Elle accepta de partager une table de jeu et perdit mille pistoles en une heure. Cette déveine lui parut l'image du gâchis qu'elle avait semé autour d'elle. En repoussant l'amour du roi elle avait jeté toutes ses cartes, abandonné tous ses atouts. 1 000 pistoles !... Voilà bien où menait cette manie stupide de vivre avec un cornet à dés à la main. Elle n'avait aucun passion pour le jeu, mais il ne se passait pas un jour à la Cour où elle ne fût contrainte de participer à une partie. Voilà comment on se trouve peu à peu réduit à mendier faveurs ou charges pour remplir une bourse toujours à sec ! D'une obligation à l'autre, on passe son temps à se ruiner et à se redorer, à mettre ses bijoux en gage pour participer à un voyage, à les reprendre pour briller à un bal, à supputer ses chances de telles ou telles charges lucratives, à composer des placets.

Il valait mieux qu'elle s'échauffe à décrier la vie de la Cour, puisqu'elle allait quitter Versailles. De cela, elle avait maintenant la certitude ! Elle vivait ses dernières heures à Versailles !...

Debout devant l'une des fenêtres de la grande galerie elle se souvint de ce premier matin où elle avait vu, aux côtés de Barcarole, s'éveiller le parc de Versailles dont elle aurait pu être la reine, Versailles et ses fontaines, ses allées, ses charmilles, son peuple de statues et ses bosquets cachant d'adorables fêtes. Là-bas, à l'extrémité de l'Allée Royale, se profilaient sur l'horizon les mâts, les voilures et les cordages de la petite flottille qui semblait mystérieusement appeler, au milieu des champs et des bois de l'Ile-de-France, à de lointains et fabuleux départs...

Bontemps la trouva, plongée dans son rêve. Il lui murmura que le roi voulait la voir et l'attendait. L'heure avait sonné.

Le roi était calme, à son habitude. Rien ne transparut sur ses traits de l'émoi qui l'agita lorsqu'il la vit entrer. Il savait pourtant qu'allait se jouer là une partie dont l'issue était sans prix à ses propres yeux. Jamais il n'avait souhaité de victoire avec autant d'âpreté. Et jamais il n'avait connu à l'avance une aussi décevante certitude de la défaite. « Elle s'en ira », songea-t-il, « et elle couvrira mon cœur de cendres. »

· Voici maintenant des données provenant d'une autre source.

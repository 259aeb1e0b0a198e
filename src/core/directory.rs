//! MSF stream directory
//!
//! Opening a container is a fixed sequence of steps, each built on the one
//! before:
//!
//! 1. decode the header at offset 0;
//! 2. build the root-stream-index stream, whose page list sits in the header
//!    region at [`ROOT_INDEX_PAGES_OFFSET`];
//! 3. build the root directory stream, whose page list is the content of the
//!    root-stream-index stream;
//! 4. decode the stream table from the root directory stream.
//!
//! Any failure aborts the open. Nothing is retained from a failed attempt.

use crate::array::{load_array_chunked, load_value};
use crate::error::{MsfError, Result};
use crate::header::{
    pages_needed, MsfHeader, ABSENT_STREAM_SIZE, HEADER_SIZE, ROOT_INDEX_PAGES_OFFSET,
};
use crate::options::DirectoryOptions;
use crate::source::ByteSource;
use crate::stream::PagedStream;
use std::sync::Arc;
use tracing::debug;

/// Index of the streams stored in an MSF container
///
/// Slot indices are stable: an unused slot stays in place and reports
/// `stream_valid(i) == false`.
#[derive(Debug)]
pub struct MsfDirectory {
    header: MsfHeader,
    streams: Vec<Option<Arc<PagedStream>>>,
}

impl MsfDirectory {
    /// Open a container with default options
    pub fn open(source: Arc<dyn ByteSource>) -> Result<Self> {
        Self::open_with(source, &DirectoryOptions::default())
    }

    /// Open a container
    pub fn open_with(source: Arc<dyn ByteSource>, options: &DirectoryOptions) -> Result<Self> {
        let header = read_header(&*source)?;
        debug!(
            "MSF header: page size {}, directory {} bytes, {} pages recorded",
            header.page_size, header.directory_size, header.page_count
        );

        let bootstrap = Bootstrap::new(header, &source, options);
        let root_index = bootstrap.root_index_stream()?;
        let root = bootstrap.root_stream(&root_index)?;
        let streams = bootstrap.stream_table(&root)?;

        debug!(
            "Stream table: {} slots, {} present",
            streams.len(),
            streams.iter().filter(|s| s.is_some()).count()
        );

        Ok(MsfDirectory { header, streams })
    }

    pub fn header(&self) -> &MsfHeader {
        &self.header
    }

    pub fn page_size(&self) -> u32 {
        self.header.page_size
    }

    /// Number of slots in the stream table, present or not
    pub fn stream_count(&self) -> usize {
        self.streams.len()
    }

    /// True if slot `index` exists and holds a stream
    pub fn stream_valid(&self, index: usize) -> bool {
        self.get(index).is_some()
    }

    /// Size of the stream in slot `index`
    pub fn stream_size(&self, index: usize) -> Result<u32> {
        self.get(index)
            .map(|stream| stream.size())
            .ok_or_else(|| self.out_of_range(index))
    }

    /// Shared handle to the stream in slot `index`
    pub fn open_stream(&self, index: usize) -> Result<Arc<PagedStream>> {
        self.get(index)
            .cloned()
            .ok_or_else(|| self.out_of_range(index))
    }

    pub fn get(&self, index: usize) -> Option<&Arc<PagedStream>> {
        self.streams.get(index).and_then(Option::as_ref)
    }

    /// Present streams with their slot indices, in slot order
    pub fn streams(&self) -> impl Iterator<Item = (usize, &Arc<PagedStream>)> + '_ {
        self.streams
            .iter()
            .enumerate()
            .filter_map(|(index, slot)| slot.as_ref().map(|stream| (index, stream)))
    }

    fn out_of_range(&self, index: usize) -> MsfError {
        MsfError::IndexOutOfRange {
            index,
            count: self.streams.len(),
        }
    }
}

fn read_header(source: &dyn ByteSource) -> Result<MsfHeader> {
    let bytes = source.read(0, HEADER_SIZE);
    MsfHeader::from_bytes(&bytes)
}

/// Shared state for the construction steps of [`MsfDirectory::open_with`]
struct Bootstrap<'a> {
    header: MsfHeader,
    source: &'a Arc<dyn ByteSource>,
    chunk_size: usize,
    /// Whole pages present in the source, when page numbers are verified
    page_limit: Option<u64>,
}

impl<'a> Bootstrap<'a> {
    fn new(
        header: MsfHeader,
        source: &'a Arc<dyn ByteSource>,
        options: &DirectoryOptions,
    ) -> Self {
        let page_limit = options
            .verify_page_bounds
            .then(|| source.len() / header.page_size as u64);

        Bootstrap {
            header,
            source,
            chunk_size: options.chunk_size(),
            page_limit,
        }
    }

    /// Base case: the page list comes straight from the file, not from
    /// another stream.
    fn root_index_stream(&self) -> Result<PagedStream> {
        let size = self.header.root_index_size();
        let page_count = pages_needed(size, self.header.page_size);
        let pages = load_array_chunked::<u32, _>(
            &**self.source,
            ROOT_INDEX_PAGES_OFFSET,
            page_count,
            self.chunk_size,
        )?;
        self.check_pages(&pages, "root stream index")?;

        self.stream(size, pages)
    }

    fn root_stream(&self, root_index: &PagedStream) -> Result<PagedStream> {
        let pages = load_array_chunked::<u32, _>(
            root_index,
            0,
            self.header.directory_page_count(),
            self.chunk_size,
        )?;
        self.check_pages(&pages, "root directory")?;

        debug!(
            "Root directory spans {} pages (contiguous: {})",
            pages.len(),
            pages.windows(2).all(|w| w[0].checked_add(1) == Some(w[1]))
        );

        self.stream(self.header.directory_size, pages)
    }

    /// Decode `count`, the per-slot sizes and the packed page lists
    fn stream_table(&self, root: &PagedStream) -> Result<Vec<Option<Arc<PagedStream>>>> {
        let count = load_value::<u32, _>(root, 0)? as usize;
        let sizes = load_array_chunked::<u32, _>(root, 4, count, self.chunk_size)?;

        let mut offset = 4 + count as u64 * 4;
        let mut streams = Vec::with_capacity(count);

        for (index, &size) in sizes.iter().enumerate() {
            if size == ABSENT_STREAM_SIZE {
                streams.push(None);
                continue;
            }

            let page_count = pages_needed(size, self.header.page_size);
            let pages = load_array_chunked::<u32, _>(root, offset, page_count, self.chunk_size)?;
            offset += page_count as u64 * 4;
            self.check_pages(&pages, &format!("stream {}", index))?;

            streams.push(Some(Arc::new(self.stream(size, pages)?)));
        }

        Ok(streams)
    }

    fn stream(&self, size: u32, pages: Vec<u32>) -> Result<PagedStream> {
        PagedStream::new(size, self.header.page_size, pages, Arc::clone(self.source))
    }

    fn check_pages(&self, pages: &[u32], owner: &str) -> Result<()> {
        let Some(limit) = self.page_limit else {
            return Ok(());
        };

        match pages.iter().find(|&&page| page as u64 >= limit) {
            Some(page) => Err(MsfError::invalid(format!(
                "{} references page {} but the file holds {} pages",
                owner, page, limit
            ))),
            None => Ok(()),
        }
    }
}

– Madame, fit-il à voix haute lorsqu'elle se fut assise, vous avez proféré contre moi de douloureuses et injustes accusations. J'ai passé une partie de la nuit et de ce jour à revoir le dossier de ce procès déjà ancien, et à m'en faire parvenir toutes les pièces. Il est vrai que bien des détails s'en étaient effacés de ma mémoire. Mais non pas l'affaire elle-même. Comme la plupart des actes définitifs que j'ai eu à accomplir au début de mon règne, celui-ci demeure fort gravé dans mon souvenir. Il a pris place sur l'échiquier où je menais alors une partie difficile dont ma couronne et mon pouvoir étaient l'enjeu...

– Jamais mon mari n'a menacé votre couronne et votre pouvoir. La jalousie seule...

– Ne recommencez pas à me dire des choses injurieuses, fit-il avec douceur mais sur un ton qui la glaça. Et arrêtons tout de suite la querelle en posant les données du problème. Oui, je l'affirme, le comte de Peyrac menaçait ma couronne et mon pouvoir parce qu'il était l'un des plus grands parmi mes vassaux. Or, les grands avaient été et restaient encore mes pires ennemis. Angélique, vous n'êtes pas sotte. Il n'est pas de passion qui puisse effacer entièrement votre bon sens. Ce ne sont pas des excuses que j'avance, mais des raisons, pour redresser votre jugement. Il faut vous représenter l'état des choses d'alors : des agitations terribles par tout le royaume avant et après ma majorité, une guerre étrangère où ces troubles domestiques avaient fait perdre à la France mille avantages, un prince de mon sang, le propre frère de mon père : Gaston d'Orléans, à la tête de mes ennemis ! Un très grand nom : le prince de Condé faisant alliance avec lui ; beaucoup de cabales dans l'État. Des parlementaires en révolte contre leur roi. Dans ma Cour, très peu de fidélité désintéressée, ce qui faisait que mes sujets les plus soumis en apparence m étaient autant à charge et à redouter que les rebelles. Pour seuls soutiens fidèles, ma mère, méprisée et calomniée, et le cardinal Mazarin, universellement haï. Tous deux étrangers d'ailleurs : le cardinal était italien, comme vous ne l'ignorez pas. Ma mère était demeurée très espagnole de cœur et de coutumes. Les Français les mieux intentionnés supportaient mal leur façon d'être. On devine ce qu'en faisaient les malintentionnés. Au milieu de tout cela un enfant, moi, investi d'un pouvoir écrasant, mais se sachant trop faible, et se sentant menacé de toutes parts.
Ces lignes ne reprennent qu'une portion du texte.